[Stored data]

#[cfg(test)]
mod tests {
    use super::*;
    use crate::agent::stateless_llm::ChatTurn;
    use std::sync::Arc;
    use wiremock::matchers::{header, method, path, query_param};
    use wiremock::{Mock, MockServer, ResponseTemplate};

    const STREAM_PATH: &str = "/v1beta/models/test-model:streamGenerateContent";

    fn config(base_url: &str) -> LlmConfig {
        LlmConfig {
            api_key: Some("test-key".to_string()),
            base_url: base_url.to_string(),
            model: "test-model".to_string(),
            ..LlmConfig::default()
        }
    }

    fn request() -> ChatRequest {
        ChatRequest {
            system_instruction: Arc::from("be a coach"),
            contents: vec![ChatTurn::user("be a coach"), ChatTurn::user("\"hola\"")],
            generation: GenerationConfig::default(),
        }
    }

    fn text_event(text: &str) -> String {
        format!(
            "data: {}\r\n\r\n",
            serde_json::json!({
                "candidates": [{"content": {"role": "model", "parts": [{"text": text}]}}]
            })
        )
    }

    async fn collect(stream: TextStream) -> Vec<Result<String, LlmError>> {
        stream.collect().await
    }

    #[test]
    fn missing_api_key_is_a_configuration_error() {
        let config = LlmConfig::default();
        assert!(matches!(
            GeminiLLM::new(&config),
            Err(LlmError::Configuration(_))
        ));
    }

    #[test]
    fn request_body_matches_gemini_schema() {
        let body = serde_json::to_value(GeminiLLM::build_request(&request())).unwrap();
        assert_eq!(
            body,
            serde_json::json!({
                "systemInstruction": {"parts": [{"text": "be a coach"}]},
                "contents": [
                    {"role": "user", "parts": [{"text": "be a coach"}]},
                    {"role": "user", "parts": [{"text": "\"hola\""}]}
                ],
                "generationConfig": {
                    "temperature": 1.0,
                    "topP": 0.95f32,
                    "topK": 40,
                    "maxOutputTokens": 8192
                }
            })
        );
    }

    #[test]
    fn chunk_text_joins_parts_and_flags_blocks() {
        let joined = GeminiLLM::chunk_text(
            r#"{"candidates":[{"content":{"parts":[{"text":"Ho"},{"text":"la"}]}}]}"#,
        )
        .unwrap();
        assert_eq!(joined, "Hola");

        let finished = GeminiLLM::chunk_text(
            r#"{"candidates":[{"content":{"parts":[{"text":""}]},"finishReason":"STOP"}]}"#,
        )
        .unwrap();
        assert_eq!(finished, "");

        assert!(matches!(
            GeminiLLM::chunk_text(r#"{"promptFeedback":{"blockReason":"SAFETY"}}"#),
            Err(LlmError::Blocked(_))
        ));
        assert!(matches!(
            GeminiLLM::chunk_text(r#"{"candidates":[{"finishReason":"RECITATION"}]}"#),
            Err(LlmError::Blocked(_))
        ));
        assert!(matches!(
            GeminiLLM::chunk_text(r#"{"error":{"code":503,"message":"overloaded"}}"#),
            Err(LlmError::Api { status: 503, .. })
        ));
        assert!(matches!(
            GeminiLLM::chunk_text("not json"),
            Err(LlmError::InvalidResponse(_))
        ));
    }

    #[test]
    fn blocking_finish_reason_fails_even_with_text() {
        match GeminiLLM::chunk_text(
            r#"{"candidates":[{"content":{"parts":[{"text":"Ho"}]},"finishReason":"SAFETY"}]}"#,
        ) {
            Err(LlmError::Blocked(message)) => assert!(message.contains("SAFETY")),
            other => panic!("expected a blocked error, got {:?}", other),
        }
    }

    #[test]
    fn other_finish_reasons_end_quietly() {
        for reason in ["OTHER", "BLOCKLIST", "PROHIBITED_CONTENT", "SPII", "MAX_TOKENS"] {
            let payload = format!(r#"{{"candidates":[{{"finishReason":"{}"}}]}}"#, reason);
            assert_eq!(GeminiLLM::chunk_text(&payload).unwrap(), "");
        }

        let truncated = GeminiLLM::chunk_text(
            r#"{"candidates":[{"content":{"parts":[{"text":"fin"}]},"finishReason":"MAX_TOKENS"}]}"#,
        )
        .unwrap();
        assert_eq!(truncated, "fin");
    }

    #[tokio::test]
    async fn list_models_follows_page_tokens() {
        let server = MockServer::start().await;
        Mock::given(method("GET"))
            .and(path("/v1beta/models"))
            .and(query_param("pageToken", "next"))
            .respond_with(ResponseTemplate::new(200).set_body_json(serde_json::json!({
                "models": [{"name": "models/gemini-pro"}]
            })))
            .with_priority(1)
            .mount(&server)
            .await;
        Mock::given(method("GET"))
            .and(path("/v1beta/models"))
            .and(header("x-goog-api-key", "test-key"))
            .respond_with(ResponseTemplate::new(200).set_body_json(serde_json::json!({
                "models": [{"name": "models/gemini-flash-latest"}],
                "nextPageToken": "next"
            })))
            .mount(&server)
            .await;

        let llm = GeminiLLM::new(&config(&server.uri())).unwrap();
        let names = llm.list_models().await.unwrap();
        assert_eq!(names, vec!["models/gemini-flash-latest", "models/gemini-pro"]);
    }

    #[tokio::test]
    async fn streams_fragments_in_order() {
        let server = MockServer::start().await;
        let body = format!("{}{}", text_event("Hola"), text_event(" mundo"));

        Mock::given(method("POST"))
            .and(path(STREAM_PATH))
            .and(query_param("alt", "sse"))
            .and(header("x-goog-api-key", "test-key"))
            .respond_with(ResponseTemplate::new(200).set_body_raw(body, "text/event-stream"))
            .expect(1)
            .mount(&server)
            .await;

        let llm = GeminiLLM::new(&config(&server.uri())).unwrap();
        let items = collect(llm.stream_chat(request()).await.unwrap()).await;
        let texts: Vec<String> = items.into_iter().map(|r| r.unwrap()).collect();
        assert_eq!(texts, vec!["Hola", " mundo"]);

        let received = server.received_requests().await.unwrap();
        let sent: serde_json::Value = serde_json::from_slice(&received[0].body).unwrap();
        assert_eq!(sent["contents"][1]["parts"][0]["text"], "\"hola\"");
        assert_eq!(sent["generationConfig"]["topK"], 40);
    }

    #[tokio::test]
    async fn error_status_surfaces_upstream_message() {
        let server = MockServer::start().await;
        Mock::given(method("POST"))
            .and(path(STREAM_PATH))
            .respond_with(ResponseTemplate::new(400).set_body_json(serde_json::json!({
                "error": {"code": 400, "message": "API key not valid.", "status": "INVALID_ARGUMENT"}
            })))
            .mount(&server)
            .await;

        let llm = GeminiLLM::new(&config(&server.uri())).unwrap();
        match llm.stream_chat(request()).await {
            Err(LlmError::Api { status, message }) => {
                assert_eq!(status, 400);
                assert_eq!(message, "API key not valid.");
            }
            Err(other) => panic!("unexpected error: {other}"),
            Ok(_) => panic!("expected an error"),
        }
    }

    #[tokio::test]
    async fn mid_stream_error_event_ends_with_err() {
        let server = MockServer::start().await;
        let body = format!(
            "{}data: {{\"error\":{{\"code\":500,\"message\":\"internal\"}}}}\n\n",
            text_event("partial")
        );
        Mock::given(method("POST"))
            .and(path(STREAM_PATH))
            .respond_with(ResponseTemplate::new(200).set_body_raw(body, "text/event-stream"))
            .mount(&server)
            .await;

        let llm = GeminiLLM::new(&config(&server.uri())).unwrap();
        let items = collect(llm.stream_chat(request()).await.unwrap()).await;
        assert_eq!(items.len(), 2);
        assert_eq!(items[0].as_deref().unwrap(), "partial");
        assert!(matches!(items[1], Err(LlmError::Api { status: 500, .. })));
    }
}
use std::path::{Path, PathBuf};
use anyhow::Result;
use serde::{Deserialize, Serialize};
use tracing::{debug, info};

use crate::config_manager::utils::read_config_text;
use crate::config_manager::{CoachConfig, LlmConfig, SystemConfig};

/// Main configuration for the application
#[derive(Debug, Clone, Default, Serialize, Deserialize)]
pub struct Config {
    #[serde(rename = "system_config")]
    #[serde(default)]
    pub system_config: SystemConfig,

    #[serde(rename = "llm_config")]
    #[serde(default)]
    pub llm_config: LlmConfig,

    #[serde(rename = "coach_config")]
    #[serde(default)]
    pub coach_config: CoachConfig,
}

impl Config {
    /// Load configuration from a YAML or JSON file
    pub fn load(path: &Path) -> Result<Self> {
        Self::load_with(path, |name| std::env::var(name).ok())
    }

    pub fn load_with<F>(path: &Path, lookup: F) -> Result<Self>
    where
        F: Fn(&str) -> Option<String>,
    {
        let content = read_config_text(path, lookup)?;

        let is_json = path
            .extension()
            .and_then(|e| e.to_str())
            .map(|e| e.eq_ignore_ascii_case("json"))
            .unwrap_or(false);

        let config = if is_json {
            serde_json::from_str(&content)?
        } else {
            serde_yaml::from_str(&content)?
        };
        Ok(config)
    }

    /// Locate a config file, falling back to defaults, then apply the
    /// environment overrides.
    pub fn from_environment() -> Result<Self> {
        let lookup = |name: &str| std::env::var(name).ok();

        let mut config = match Self::candidate_paths(lookup("CONFIG_PATH"))
            .into_iter()
            .find(|p| p.exists())
        {
            Some(path) => {
                let config = Self::load(&path)?;
                info!("Loaded configuration from: {}", path.display());
                config
            }
            None => {
                info!("No configuration file found, using defaults");
                Self::default()
            }
        };

        config.apply_env_overrides(lookup)?;
        Ok(config)
    }

    fn candidate_paths(explicit: Option<String>) -> Vec<PathBuf> {
        let paths: Vec<PathBuf> = vec![
            explicit.map(PathBuf::from),
            Some(PathBuf::from("conf.yaml")),
            Some(PathBuf::from("conf.yml")),
            Some(PathBuf::from("conf.json")),
        ]
        .into_iter()
        .flatten()
        .collect();

        debug!("Config search paths: {:?}", paths);
        paths
    }

    /// `GEMINI_API_KEY`, `PORT` and `FRONTEND_DOMAINS` win over file values.
    pub fn apply_env_overrides<F>(&mut self, lookup: F) -> Result<()>
    where
        F: Fn(&str) -> Option<String>,
    {
        if let Some(key) = lookup("GEMINI_API_KEY").filter(|k| !k.trim().is_empty()) {
            self.llm_config.api_key = Some(key);
        }

        if let Some(port) = lookup("PORT") {
            self.system_config.port = port
                .trim()
                .parse()
                .map_err(|e| anyhow::anyhow!("Invalid PORT '{}': {}", port, e))?;
        }

        if let Some(domains) = lookup("FRONTEND_DOMAINS") {
            self.system_config.allowed_origins = SystemConfig::parse_origins(&domains);
        }

        Ok(())
    }
}
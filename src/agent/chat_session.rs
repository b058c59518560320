use std::sync::Arc;

use crate::agent::stateless_llm::{
    ChatRequest, ChatTurn, LlmError, StatelessLLMInterface, TextStream,
};
use crate::config_manager::GenerationConfig;

/// A conversation opened against one model with a fixed system instruction.
///
/// The session owns its history; the model itself stays stateless and sees
/// the full history on every call.
pub struct ChatSession {
    llm: Arc<dyn StatelessLLMInterface>,
    system_instruction: Arc<str>,
    generation: GenerationConfig,
    history: Vec<ChatTurn>,
}

impl ChatSession {
    pub fn new(
        llm: Arc<dyn StatelessLLMInterface>,
        system_instruction: Arc<str>,
        generation: GenerationConfig,
    ) -> Self {
        Self {
            llm,
            system_instruction,
            generation,
            history: Vec::new(),
        }
    }

    pub fn with_history(mut self, history: Vec<ChatTurn>) -> Self {
        self.history = history;
        self
    }

    pub fn history(&self) -> &[ChatTurn] {
        &self.history
    }

    /// Send `message` as the next user turn and stream the reply.
    pub async fn send_message_stream(&self, message: &str) -> Result<TextStream, LlmError> {
        let mut contents = self.history.clone();
        contents.push(ChatTurn::user(message));

        self.llm
            .stream_chat(ChatRequest {
                system_instruction: self.system_instruction.clone(),
                contents,
                generation: self.generation,
            })
            .await
    }
}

ACTIVITY - In the answer, the lines from the first line of the data above through the line containing "fn config(base_url: &str)" must appear exactly as written, with nothing else.

RESULT FOR THIS EXERCISE -
#[cfg(test)]
mod tests {
    use super::*;
    use crate::agent::stateless_llm::ChatTurn;
    use std::sync::Arc;
    use wiremock::matchers::{header, method, path, query_param};
    use wiremock::{Mock, MockServer, ResponseTemplate};

    const STREAM_PATH: &str = "/v1beta/models/test-model:streamGenerateContent";

    fn config(base_url: &str) -> LlmConfig {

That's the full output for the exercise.